Les piliers sont constitués de colonnes géminées.
Il faut ajouter quelques remarques. Pour
la plupart des cloîtres, l’accès à l’espace intérieur se
fait par une seule ouverture dans la banquette qui sépare la
galerie du cloître de la cour intérieure. Et ce, sans
caractère distinctif.
Dans les cloîtres que nous connaissons, l’aspect monumental
est la galerie du cloître. Lorsque nous entrons dans un
cloître, nous pénétrons dans la galerie et en faisons le
tour sans aller dans le jardin intérieur. D’ailleurs rien ne
nous invite à y aller car il n’y a pas de porte richement
décorée qui nous invite à y entrer. En marchant dans la
galerie, nous avons d’un côté l’ouverture sur le jardin, et
de l’autre un mur qui peut être décoré. En particulier s’il
existe une salle capitulaire dotée d’un triplet de fenêtres.
Des portes richement décorées percent ce mur de la galerie.

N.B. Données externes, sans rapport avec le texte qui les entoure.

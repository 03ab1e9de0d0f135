use crate::ingest::reference::KeyRule;
use crate::ingest::resources::{resource_extension, resource_name, strip_markup};
use crate::ingest::row::{HeaderIndex, RowView};
use crate::logging::{LOG_TARGET, REPORT_TARGET};
use crate::models::{
    CategoryIdMap, ImageDescriptor, LookupTable, ProductRecord, VariantRecord,
};
use csv::ReaderBuilder;
use serde::Serialize;
use std::collections::{BTreeMap, HashSet};
use std::path::Path;
use thiserror::Error;
use tracing::{error, info, warn};

/// Column names of the export that map onto variant fields.
pub mod columns {
    pub const NAME: &str = "Name";
    pub const PARENT_KEY: &str = "ParentKey";
    pub const PRICE: &str = "Price";
    pub const SALE_PRICE: &str = "SalePrice";
    pub const WEIGHT: &str = "Weight";
    pub const MANUFACTURER: &str = "Manufacturer";
    pub const SKU: &str = "Sku";
    pub const MANUFACTURER_SKU: &str = "ManufacturerSku";
    pub const SUPPLIER_SKU: &str = "SupplierSku";
    pub const SUMMARY: &str = "Summary";
    pub const DESCRIPTION: &str = "Description";
    pub const CATEGORIES: &str = "Categories";
    pub const IMAGE_URL: &str = "ImageUrl";
    pub const SUB_IMAGE_URL: &str = "Sub_ImageUrl";
    pub const OPTION: &str = "option";
    pub const QUANTITY: &str = "Quantity";
    pub const BARCODE: &str = "Barcode";
    pub const SERIAL_NO: &str = "SerialNo";

    pub const KNOWN: [&str; 18] = [
        NAME,
        PARENT_KEY,
        PRICE,
        SALE_PRICE,
        WEIGHT,
        MANUFACTURER,
        SKU,
        MANUFACTURER_SKU,
        SUPPLIER_SKU,
        SUMMARY,
        DESCRIPTION,
        CATEGORIES,
        IMAGE_URL,
        SUB_IMAGE_URL,
        OPTION,
        QUANTITY,
        BARCODE,
        SERIAL_NO,
    ];
}

pub const PLACEHOLDER_SERIAL: &str = "NOSERIAL";
pub const PLACEHOLDER_QUANTITY: i64 = 0;

/// The reference data every variant is resolved against.
#[derive(Debug, Clone, Copy)]
pub struct Lookups<'a> {
    pub category_key: &'a KeyRule,
    pub category_map: &'a LookupTable,
    pub variance_map: &'a LookupTable,
    pub category_ids: &'a CategoryIdMap,
}

/// Category ID for a raw source key: CategoryMap first, then the remote
/// name → ID table. A numeric mapping target is taken as the ID itself.
pub fn resolve_category_id(
    source_key: &str,
    category_map: &LookupTable,
    category_ids: &CategoryIdMap,
) -> Option<i64> {
    let target = category_map.get(source_key)?.trim();
    category_ids
        .get(target)
        .copied()
        .or_else(|| target.parse::<i64>().ok())
}

#[derive(Debug, Clone, Copy, PartialEq, Eq, Serialize)]
#[serde(rename_all = "snake_case")]
pub enum Severity {
    Warning,
    Rejected,
}

#[derive(Debug, Clone, PartialEq, Eq, Serialize)]
pub struct Diagnostic {
    pub line: usize,
    pub product: String,
    pub severity: Severity,
    pub message: String,
}

#[derive(Debug, Error)]
pub enum NormalizeError {
    #[error("CSV file error: {path}: {source}")]
    Read {
        path: String,
        #[source]
        source: csv::Error,
    },
}

/// Result of the second pass over the input.
#[derive(Debug, Clone, Default)]
pub struct NormalizedCatalog {
    pub products: Vec<ProductRecord>,
    pub diagnostics: Vec<Diagnostic>,
    pub rows: usize,
}

impl NormalizedCatalog {
    pub fn variant_count(&self) -> usize {
        self.products.iter().map(|p| p.variants.len()).sum()
    }

    pub fn rejected(&self) -> usize {
        self.count(Severity::Rejected)
    }

    pub fn warnings(&self) -> usize {
        self.count(Severity::Warning)
    }

    fn count(&self, severity: Severity) -> usize {
        self.diagnostics
            .iter()
            .filter(|d| d.severity == severity)
            .count()
    }
}

/// Turns rows into variants and groups the accepted ones into products.
pub struct Normalizer<'a> {
    lookups: Lookups<'a>,
    known: HashSet<&'a str>,
    catalog: NormalizedCatalog,
}

impl<'a> Normalizer<'a> {
    pub fn new(lookups: Lookups<'a>) -> Self {
        let mut known: HashSet<&'a str> = columns::KNOWN.into_iter().collect();
        known.extend(lookups.category_key.columns());
        Self {
            lookups,
            known,
            catalog: NormalizedCatalog::default(),
        }
    }

    /// Processes the row at 1-based `line`.
    pub fn ingest(&mut self, line: usize, row: &RowView<'_>) {
        self.catalog.rows += 1;
        let mut variant = self.build_variant(line, row);
        if self.check(&mut variant) {
            insert_variant(&mut self.catalog.products, variant);
        }
    }

    pub fn finish(self) -> NormalizedCatalog {
        self.catalog
    }

    pub fn build_variant(&self, line: usize, row: &RowView<'_>) -> VariantRecord {
        let text = |column: &str| row.get(column).unwrap_or_default().to_string();
        let optional = |column: &str| row.non_empty(column).map(str::to_string);

        let category_id = self
            .lookups
            .category_key
            .key(|column| row.get(column))
            .and_then(|key| {
                resolve_category_id(&key, self.lookups.category_map, self.lookups.category_ids)
            });

        let option = row.non_empty(columns::OPTION);
        let variance = option.and_then(|value| {
            self.lookups
                .variance_map
                .get(&value.to_lowercase())
                .cloned()
        });
        let variance_value = variance
            .as_ref()
            .and(option)
            .map(str::to_string);

        let images = [columns::IMAGE_URL, columns::SUB_IMAGE_URL]
            .into_iter()
            .filter_map(|column| row.non_empty(column))
            .map(|url| ImageDescriptor {
                image_type: resource_extension(url),
                image_path: url.to_string(),
                image_name: resource_name(url),
                image_size: 0,
            })
            .collect();

        let attributes: BTreeMap<String, String> = row
            .columns()
            .filter(|(name, value)| !self.known.contains(name) && !value.trim().is_empty())
            .map(|(name, value)| (name.to_string(), value.to_string()))
            .collect();

        let product_name = text(columns::NAME);
        let group_key = row
            .non_empty(columns::PARENT_KEY)
            .map(str::to_string)
            .unwrap_or_else(|| product_name.clone());

        VariantRecord {
            line_number: line,
            group_key,
            category_id,
            product_name,
            manufacturer: text(columns::MANUFACTURER),
            short_description: strip_markup(&text(columns::SUMMARY)),
            long_description: strip_markup(&text(columns::DESCRIPTION)),
            sku: text(columns::SKU),
            manufacturer_sku: optional(columns::MANUFACTURER_SKU),
            supplier_sku: optional(columns::SUPPLIER_SKU),
            cost_price: text(columns::PRICE),
            // exports without a SalePrice column sell at Price
            sale_price: if row.has_column(columns::SALE_PRICE) {
                optional(columns::SALE_PRICE)
            } else {
                optional(columns::PRICE)
            },
            weight: text(columns::WEIGHT),
            quantity: row
                .non_empty(columns::QUANTITY)
                .and_then(|value| value.parse::<i64>().ok()),
            barcode: optional(columns::BARCODE),
            serial_number: optional(columns::SERIAL_NO),
            variance,
            variance_value,
            images,
            attributes,
            is_displayed: true,
            format: String::new(),
            id_at_source: 0,
            meta_title: None,
            meta_description: None,
            meta_keyword: None,
            status_only: "0".to_string(),
        }
    }

    /// Field-level validation and auto-repair. Returns whether the variant
    /// may enter a product.
    pub fn check(&mut self, variant: &mut VariantRecord) -> bool {
        if variant.category_id.is_none() {
            self.reject(variant, "missing_category", "does not have a category");
            return false;
        }
        if variant.sku.trim().is_empty() {
            self.reject(variant, "missing_sku", "does not have a SKU");
            return false;
        }

        if variant.short_description.is_empty() {
            self.warn(variant, "does not have a short description.".to_string());
        }
        if variant.long_description.is_empty() {
            self.warn(variant, "does not have a long description.".to_string());
        }
        if variant.images.is_empty() {
            self.warn(variant, "does not have any images.".to_string());
        }
        if variant.serial_number.is_none() {
            variant.serial_number = Some(PLACEHOLDER_SERIAL.to_string());
            self.warn(
                variant,
                format!("does not have a serial number; using {PLACEHOLDER_SERIAL}."),
            );
        }
        if variant.quantity.is_none() {
            variant.quantity = Some(PLACEHOLDER_QUANTITY);
            self.warn(
                variant,
                format!("does not have a quantity; defaulting to {PLACEHOLDER_QUANTITY}."),
            );
        }
        if variant.sale_price.is_none() {
            variant.is_displayed = false;
            self.warn(
                variant,
                "does not have a sale price; it will be uploaded hidden.".to_string(),
            );
        }
        true
    }

    fn reject(&mut self, variant: &VariantRecord, reason: &'static str, what: &str) {
        let message = format!(
            "Line No. {} Item : {} will not be uploaded since it {what}.",
            variant.line_number, variant.product_name
        );
        error!(
            target: REPORT_TARGET,
            line = variant.line_number,
            product = %variant.product_name,
            reason,
            "{message}"
        );
        crate::metrics::variant_rejected(reason);
        self.catalog.diagnostics.push(Diagnostic {
            line: variant.line_number,
            product: variant.product_name.clone(),
            severity: Severity::Rejected,
            message,
        });
    }

    fn warn(&mut self, variant: &VariantRecord, what: String) {
        let message = format!(
            "Line No. {} Item : {} {what}",
            variant.line_number, variant.product_name
        );
        warn!(target: LOG_TARGET, line = variant.line_number, "{message}");
        self.catalog.diagnostics.push(Diagnostic {
            line: variant.line_number,
            product: variant.product_name.clone(),
            severity: Severity::Warning,
            message,
        });
    }
}

/// Appends to the product with the same grouping key or starts a new one.
pub fn insert_variant(products: &mut Vec<ProductRecord>, variant: VariantRecord) {
    match products
        .iter_mut()
        .find(|product| product.name == variant.group_key)
    {
        Some(product) => product.variants.push(variant),
        None => products.push(ProductRecord::new(variant)),
    }
}

/// Second pass over the primary input: header-addressed rows, numbered from 1.
pub fn normalize_file(path: &Path, lookups: Lookups<'_>) -> Result<NormalizedCatalog, NormalizeError> {
    let read_error = |source: csv::Error| NormalizeError::Read {
        path: path.display().to_string(),
        source,
    };
    let mut reader = ReaderBuilder::new()
        .has_headers(true)
        .flexible(true)
        .from_path(path)
        .map_err(read_error)?;
    let index = HeaderIndex::new(reader.headers().map_err(read_error)?);

    let mut normalizer = Normalizer::new(lookups);
    for (offset, record) in reader.records().enumerate() {
        let record = record.map_err(read_error)?;
        normalizer.ingest(offset + 1, &index.row(&record));
    }
    let catalog = normalizer.finish();

    info!(
        target: REPORT_TARGET,
        rows = catalog.rows,
        products = catalog.products.len(),
        rejected = catalog.rejected(),
        warnings = catalog.warnings(),
        "Done reading csv file containing {} rows with {} valid products.",
        catalog.rows,
        catalog.products.len()
    );
    Ok(catalog)
}
pub mod categories;
pub mod client;
pub mod mapping;
pub mod products;

pub use categories::build_category_id_map;
pub use client::{CatalogClient, CatalogError};
pub use mapping::{SOURCE_CATEGORY, TARGET_CATEGORY};
pub use products::upload_in_batches;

Que constate-t-on ici? Il n’y a pas de mur extérieur. Rien
ne laisse apparaître qu’il y avait ici une galerie couverte
d’un toit. En tout cas, s’il y avait un toit, il n’était pas
voûté. Par contre, il y a des portes qui mettent en rapport
la galerie avec l’espace intérieur. Sur quatre angles, trois
ont des portes monumentales.
Conclusions
Nous pensons que nous sommes en présence d’un monument
exceptionnel qui n’a rien à voir avec un cloître usuel. Il
faut savoir tout d’abord que ce monastère aurait appartenu
aux Hospitaliers de Saint-Jean de Jérusalem. Ces moines
soldats avaient des monastères partout où presque dans le
monde méditerranéen. Et si leur vocation était de combattre,
ils pouvaient aussi avoir un rôle d’ambassadeurs, de
pacificateurs.
Regardons à présent la situation de Soria à cette époque :
Il y avait au Nord Ouest des peuples romanisés, au Nord-Est
des goths connaissant l’arc brisé, au Sud-Est des andalous
arabisés et au Sud-Ouest des mozarabes. Le cloître reproduit
à peu de chose près ce schéma.
Ce cloître pourrait donc avoir une fonction symbolique de
représenter ces peuples divers. Et peut-être même de réunir
leurs chefs, non dans les galeries extérieures, mais à
l’intérieur même de la cour dans laquelle ils pouvaient
pénétrer en passant à travers les grandes portes d’apparat.
Nous pensons que, même si cette séquence n’appartient pas au
premier millénaire, elle méritait d’être connue.